A key ingredient of consciousness is having a sense of self, a feeling there’s a “you” inside your brain. One sign of that is being able to imagine yourself in a different time and place. Some scientists have said that’s why chimps in a forest pick up a stone so that they can crack a nut that they left far away and why New Caledonian crows make hook-shaped devices to fish for bugs.

But maybe, skeptics say, chimps and crows learned that a rock, or hook, equals lunch and just act reflexively.

To try to rule this out, scientists at the Max Planck Institute for Evolutionary Anthropology in Leipzig, Germany, taught orangutans and bonobos, considered the great apes closest to humans, how to use tools to snare grapes that were otherwise out of reach. Then they gave the animals a chance to take the right tools into a “waiting room,” where they were kept for times ranging from five minutes to overnight, before being led back to the room with the grapes. The clever move, of course, was to grab a tool before going to the waiting room.

All 10 animals managed this at least sometimes, the researchers reported in May in the journal Science. Because the animals had to plan so far ahead, the scientists argue, the experiment showed an ability to anticipate needs.

“It’s hard to argue that these animals do not have consciousness,” says primatologist Frans de Waal of the Yerkes National Primate Research Center in Atlanta.

Dissenters argue that any behavior that meets a basic need such as hunger should not be ascribed to anything as lofty as consciousness.

More and more, scientists are observing what they call altruistic behavior that has no evident purpose.

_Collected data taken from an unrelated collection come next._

//! Session lifecycle: start, evaluation, exceptions, and termination.

mod support;

use std::time::Duration;

use serde_json::json;
use support::{attach, loc, pause_and_top_frame, DapClient};
use vela_dap::config::DapConfig;
use vela_vdwp::{
    mock::{DelayedReply, MockVm, MockVmConfig, ScriptEvent},
    EvalOutcome, FrameInfo, LineTableEntry, ObjectSummary, RefTag, VwpValue,
};

async fn vm_with_main() -> MockVm {
    let vm = MockVm::spawn().await.expect("mock vm");
    vm.add_thread(1, "main");
    vm.set_function(7, "main", "main.vela");
    vm.set_line_table(
        7,
        vec![LineTableEntry {
            code_index: 3,
            line: 3,
        }],
    );
    vm.set_frames(
        1,
        vec![FrameInfo {
            frame_id: 100,
            location: loc(7, 3),
        }],
    );
    vm
}

#[tokio::test]
async fn initialize_advertises_breakpoint_capabilities() {
    let vm = vm_with_main().await;
    let mut client = DapClient::start(DapConfig::default());

    let body = client
        .request_ok("initialize", json!({ "linesStartAt1": true }))
        .await;
    assert_eq!(body["supportsConditionalBreakpoints"], true);
    assert_eq!(body["supportsHitConditionalBreakpoints"], true);
    assert_eq!(body["supportsFunctionBreakpoints"], true);
    let filters = body["exceptionBreakpointFilters"]
        .as_array()
        .expect("filters");
    assert_eq!(filters.len(), 2);
    assert_eq!(filters[0]["filter"], "all");
    assert_eq!(filters[1]["filter"], "uncaught");
    drop(vm);
}

#[tokio::test]
async fn requests_before_initialize_are_rejected() {
    let mut client = DapClient::start(DapConfig::default());
    let message = client
        .request_err("attach", json!({ "host": "127.0.0.1", "port": 1 }))
        .await;
    assert!(
        message.starts_with("INVALID_REQUEST"),
        "unexpected error: {message}"
    );
}

#[tokio::test]
async fn launch_of_a_missing_program_fails_cleanly() {
    let mut client = DapClient::start(DapConfig::default());
    client
        .request_ok("initialize", json!({ "linesStartAt1": true }))
        .await;

    let message = client
        .request_err(
            "launch",
            json!({ "program": "/nonexistent/vela-vm-for-tests" }),
        )
        .await;
    assert!(
        message.starts_with("LAUNCH_FAILURE"),
        "unexpected error: {message}"
    );

    // A failed start kills the session: terminated goes out and nothing is
    // serviced afterwards.
    client.next_event("terminated").await;
    let message = client.request_err("threads", json!({})).await;
    assert!(
        message.starts_with("SESSION_TERMINATED"),
        "unexpected error: {message}"
    );
}

#[tokio::test]
async fn attach_failure_terminates_the_session() {
    let mut client = DapClient::start(DapConfig::default());
    client
        .request_ok("initialize", json!({ "linesStartAt1": true }))
        .await;

    let message = client
        .request_err("attach", json!({ "host": "127.0.0.1", "port": 1 }))
        .await;
    assert!(
        message.starts_with("ATTACH_FAILURE"),
        "unexpected error: {message}"
    );

    client.next_event("terminated").await;
    let message = client.request_err("threads", json!({})).await;
    assert!(
        message.starts_with("SESSION_TERMINATED"),
        "unexpected error: {message}"
    );
}

#[tokio::test]
async fn terminate_is_absorbing() {
    let vm = vm_with_main().await;
    let mut client = DapClient::start(DapConfig::default());
    attach(&mut client, &vm).await;

    client.request_ok("terminate", json!({})).await;
    client.next_event("terminated").await;

    let message = client.request_err("threads", json!({})).await;
    assert!(
        message.starts_with("SESSION_TERMINATED"),
        "unexpected error: {message}"
    );
    assert!(vm.dispose_calls() >= 1);
}

#[tokio::test]
async fn vm_exit_reports_exited_then_terminated() {
    let vm = vm_with_main().await;
    let mut client = DapClient::start(DapConfig::default());
    attach(&mut client, &vm).await;

    vm.push_script_events(vec![ScriptEvent::VmExit { code: 3 }]);
    pause_and_top_frame(&mut client, 1).await;
    client.request_ok("continue", json!({ "threadId": 1 })).await;

    let exited = client.next_event("exited").await;
    assert_eq!(exited["body"]["exitCode"], 3);
    client.next_event("terminated").await;

    let message = client.request_err("threads", json!({})).await;
    assert!(
        message.starts_with("SESSION_TERMINATED"),
        "unexpected error: {message}"
    );
}

#[tokio::test]
async fn threads_reports_names() {
    let vm = vm_with_main().await;
    vm.add_thread(2, "worker");
    let mut client = DapClient::start(DapConfig::default());
    attach(&mut client, &vm).await;

    let body = client.request_ok("threads", json!({})).await;
    let threads = body["threads"].as_array().expect("threads");
    assert_eq!(threads.len(), 2);
    assert_eq!(threads[0]["id"], 1);
    assert_eq!(threads[0]["name"], "main");
    assert_eq!(threads[1]["name"], "worker");
}

#[tokio::test]
async fn evaluate_translates_results_and_failures() {
    let vm = vm_with_main().await;
    vm.set_eval_result("count", EvalOutcome::Value(VwpValue::Int(3)));
    let mut client = DapClient::start(DapConfig::default());
    attach(&mut client, &vm).await;

    let frame_id = pause_and_top_frame(&mut client, 1).await;
    let body = client
        .request_ok(
            "evaluate",
            json!({ "expression": "count", "frameId": frame_id }),
        )
        .await;
    assert_eq!(body["result"], "3");
    assert_eq!(body["variablesReference"], 0);

    let message = client
        .request_err(
            "evaluate",
            json!({ "expression": "missing", "frameId": frame_id }),
        )
        .await;
    assert!(
        message.starts_with("EVAL_FAILED"),
        "unexpected error: {message}"
    );
    assert!(message.contains("missing"), "unexpected error: {message}");
}

#[tokio::test]
async fn evaluation_timeouts_are_scoped_to_the_request() {
    let vm = MockVm::spawn_with_config(MockVmConfig {
        delayed_replies: vec![DelayedReply {
            command_set: 5,
            command: 1,
            delay: Duration::from_millis(500),
        }],
    })
    .await
    .expect("mock vm");
    vm.add_thread(1, "main");
    vm.set_function(7, "main", "main.vela");
    vm.set_frames(
        1,
        vec![FrameInfo {
            frame_id: 100,
            location: loc(7, 3),
        }],
    );
    vm.set_eval_result("slow()", EvalOutcome::Value(VwpValue::Int(1)));

    let mut config = DapConfig::default();
    config.evaluation.timeout_ms = 100;
    let mut client = DapClient::start(config);
    attach(&mut client, &vm).await;

    let frame_id = pause_and_top_frame(&mut client, 1).await;
    let message = client
        .request_err(
            "evaluate",
            json!({ "expression": "slow()", "frameId": frame_id }),
        )
        .await;
    assert!(
        message.starts_with("EVAL_TIMEOUT"),
        "unexpected error: {message}"
    );

    // The session survives; the same frame still answers.
    let body = client
        .request_ok("stackTrace", json!({ "threadId": 1 }))
        .await;
    assert_eq!(body["totalFrames"], 1);
}

#[tokio::test]
async fn uncaught_errors_stop_with_a_description() {
    let vm = vm_with_main().await;
    vm.set_object(
        0x60,
        ObjectSummary {
            type_desc: 11,
            type_name: "DivideByZero".to_string(),
            tag: RefTag::Error,
            size: 1,
            brief: Some("divide by zero".to_string()),
        },
        Vec::new(),
    );
    let mut client = DapClient::start(DapConfig::default());
    attach(&mut client, &vm).await;

    let body = client
        .request_ok("setExceptionBreakpoints", json!({ "filters": ["uncaught"] }))
        .await;
    let filter_id = body["breakpoints"][0]["id"].as_i64().expect("filter id");
    assert_eq!(body["breakpoints"][0]["verified"], true);

    vm.push_script_events(vec![ScriptEvent::Exception {
        thread: 1,
        exception: VwpValue::Ref {
            id: 0x60,
            tag: RefTag::Error,
            type_desc: 11,
        },
        type_name: "DivideByZero".to_string(),
        uncaught: true,
        location: loc(7, 3),
    }]);

    pause_and_top_frame(&mut client, 1).await;
    client.request_ok("continue", json!({ "threadId": 1 })).await;

    let stopped = client.next_event("stopped").await;
    assert_eq!(stopped["body"]["reason"], "exception");
    // Exception filters live the same breakpoint lifecycle as the other
    // kinds: an id and a hit count come back with the stop.
    assert_eq!(stopped["body"]["hitBreakpointIds"], json!([filter_id]));
    assert_eq!(stopped["body"]["hitCount"], 1);
    let description = stopped["body"]["description"]
        .as_str()
        .unwrap_or_default();
    assert!(
        description.contains("uncaught DivideByZero"),
        "unexpected description: {description}"
    );
    assert!(
        description.contains("divide by zero"),
        "unexpected description: {description}"
    );
}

De Waal once watched as a bonobo picked up a starling. The bonobo carried it outside its enclosure and set the bird on its feet. When it didn’t fly away, the ape took it to higher ground, carefully unfolded its wings and tossed it into the air. Still having no luck, she stood guard over it and protected it from a young bonobo nearby.

Since such behavior does not help the bonobo to survive, it’s unlikely to be genetically programmed, says Marc Bekoff, emeritus professor of ecology and evolutionary biology at the University of Colorado. If a person acted this way, “we would say this reflects planning, thought and caring,” he adds.

“When you see behaviors that are too flexible and variable to be preprogrammed, you have to consider whether they are the result of true consciousness.”